"Els grecs som nosaltres" (Keats).
Inaguraron una actitud ante el mundo: tenían un inaudito afán de conocer y conocerse, entusiasmo por la libertad, anhelo de belleza cotidiana y una animosa confianza en el diálogo. En las orillas del mar, “sonrisa innumerable de las olas” y camino de infinitas aventuras, inventaron leyes, exploraron el cosmos y teorizaron con entusiasmo. Para retratar el carácter ateniense, Pericles dijo, según cuenta Tucídides: “Amamos la belleza sin ostentación y buscamos el saber tenazmente”. Admirable lema para una ciudad y una cultura. Y solo a un griego como Aristóteles se le pudo ocurrir como algo evidente que “por naturaleza, todos los hombres anhelan el saber”. A otros pueblos los definen otros afanes: aman la piedad religiosa, el dinero, las guerras de conquista, el fútbol o la gastronomía. Solo en Grecia “filosofar” no fue un raro oficio profesional, solo allí fue la política una tarea común de la democracia. En Atenas, la educación comenzaba por saber poesía (Homero, sobre todo) y acudir al teatro de Dioniso. Otras ciudades anteponían el atletismo, la gimnasia y las hazañas bélicas.

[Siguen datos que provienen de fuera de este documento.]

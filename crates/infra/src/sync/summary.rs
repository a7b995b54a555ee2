//! Run counters and the summary returned to the trigger.

use serde::{Deserialize, Serialize};
use serde_json::Value as JsonValue;

use omiesync_ledger::OmieCall;

use crate::dispatch::CallOutcome;

#[derive(Debug, Copy, Clone, PartialEq, Eq, Serialize, Deserialize)]
pub enum RunStatus {
    #[serde(rename = "concluido")]
    Completed,
    #[serde(rename = "erro_critico")]
    Critical,
}

/// One dispatched task, as reported in `results[]`.
#[derive(Debug, Clone, PartialEq, Serialize, Deserialize)]
#[serde(rename_all = "camelCase")]
pub struct CallReport {
    pub label: String,
    pub integration_key: Option<String>,
    pub call: OmieCall,
    pub success: bool,
    pub resolved_duplicate: bool,
    pub http_status: Option<u16>,
    pub attempts: u32,
    #[serde(default, skip_serializing_if = "Option::is_none")]
    pub response: Option<JsonValue>,
    #[serde(default, skip_serializing_if = "Option::is_none")]
    pub error: Option<String>,
}

impl From<&CallOutcome> for CallReport {
    fn from(outcome: &CallOutcome) -> Self {
        Self {
            label: outcome.label.clone(),
            integration_key: outcome.integration_key.clone(),
            call: outcome.call,
            success: outcome.success(),
            resolved_duplicate: outcome.is_duplicate(),
            http_status: outcome.http_status,
            attempts: outcome.attempts,
            response: outcome.response.clone(),
            error: outcome.error.clone(),
        }
    }
}

#[derive(Debug, Clone, PartialEq, Serialize, Deserialize)]
#[serde(rename_all = "camelCase")]
pub struct RunSummary {
    pub status: RunStatus,
    pub total_registros_encontrados: usize,
    pub registros_processados: usize,
    pub successful_omie_operations: usize,
    pub failed_omie_operations: usize,
    pub results: Vec<CallReport>,
    #[serde(default, skip_serializing_if = "Option::is_none")]
    pub message: Option<String>,
}

impl RunSummary {
    /// Summary of a run that could not start dispatching.
    pub fn critical(message: impl Into<String>) -> Self {
        Self {
            status: RunStatus::Critical,
            total_registros_encontrados: 0,
            registros_processados: 0,
            successful_omie_operations: 0,
            failed_omie_operations: 0,
            results: Vec::new(),
            message: Some(message.into()),
        }
    }

    pub fn is_critical(&self) -> bool {
        self.status == RunStatus::Critical
    }
}

/// Per-run accumulator. Owned by a single run; never shared.
#[derive(Debug, Default)]
pub struct RunCounters {
    pub records_found: usize,
    pub records_processed: usize,
    pub successful: usize,
    pub failed: usize,
    pub results: Vec<CallReport>,
}

impl RunCounters {
    pub fn new(records_found: usize) -> Self {
        Self {
            records_found,
            ..Self::default()
        }
    }

    pub fn record(&mut self, outcome: &CallOutcome) {
        if outcome.success() {
            self.successful += 1;
        } else {
            self.failed += 1;
        }
        self.results.push(CallReport::from(outcome));
    }

    pub fn finish(self) -> RunSummary {
        RunSummary {
            status: RunStatus::Completed,
            total_registros_encontrados: self.records_found,
            registros_processados: self.records_processed,
            successful_omie_operations: self.successful,
            failed_omie_operations: self.failed,
            results: self.results,
            message: None,
        }
    }
}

Los dioses griegos, hechos a imagen y semejanza de los seres humanos,
incluso demasiado humanos, pero más hermosos, frívolos y felices, no
acongojaban la vida de sus creyentes; fiestas colectivas y certámenes
deportivos eran frecuentes y populares. Frente al despotismo de otros pueblos,
como los persas, los griegos —cuenta Heródoto—
se sentían orgullosos de obedecer solo a sus propias leyes; frente al
hieratismo de los sabios egipcios, creían en la vivacidad y la belleza de lo
efímero con entusiasmo juvenil. El arte en otros países es rígido, solemne y
atemporal; el de los griegos expresa el amor a lo humano embellecido y trágico,
como hacen a su modo sus poetas y sus pensadores.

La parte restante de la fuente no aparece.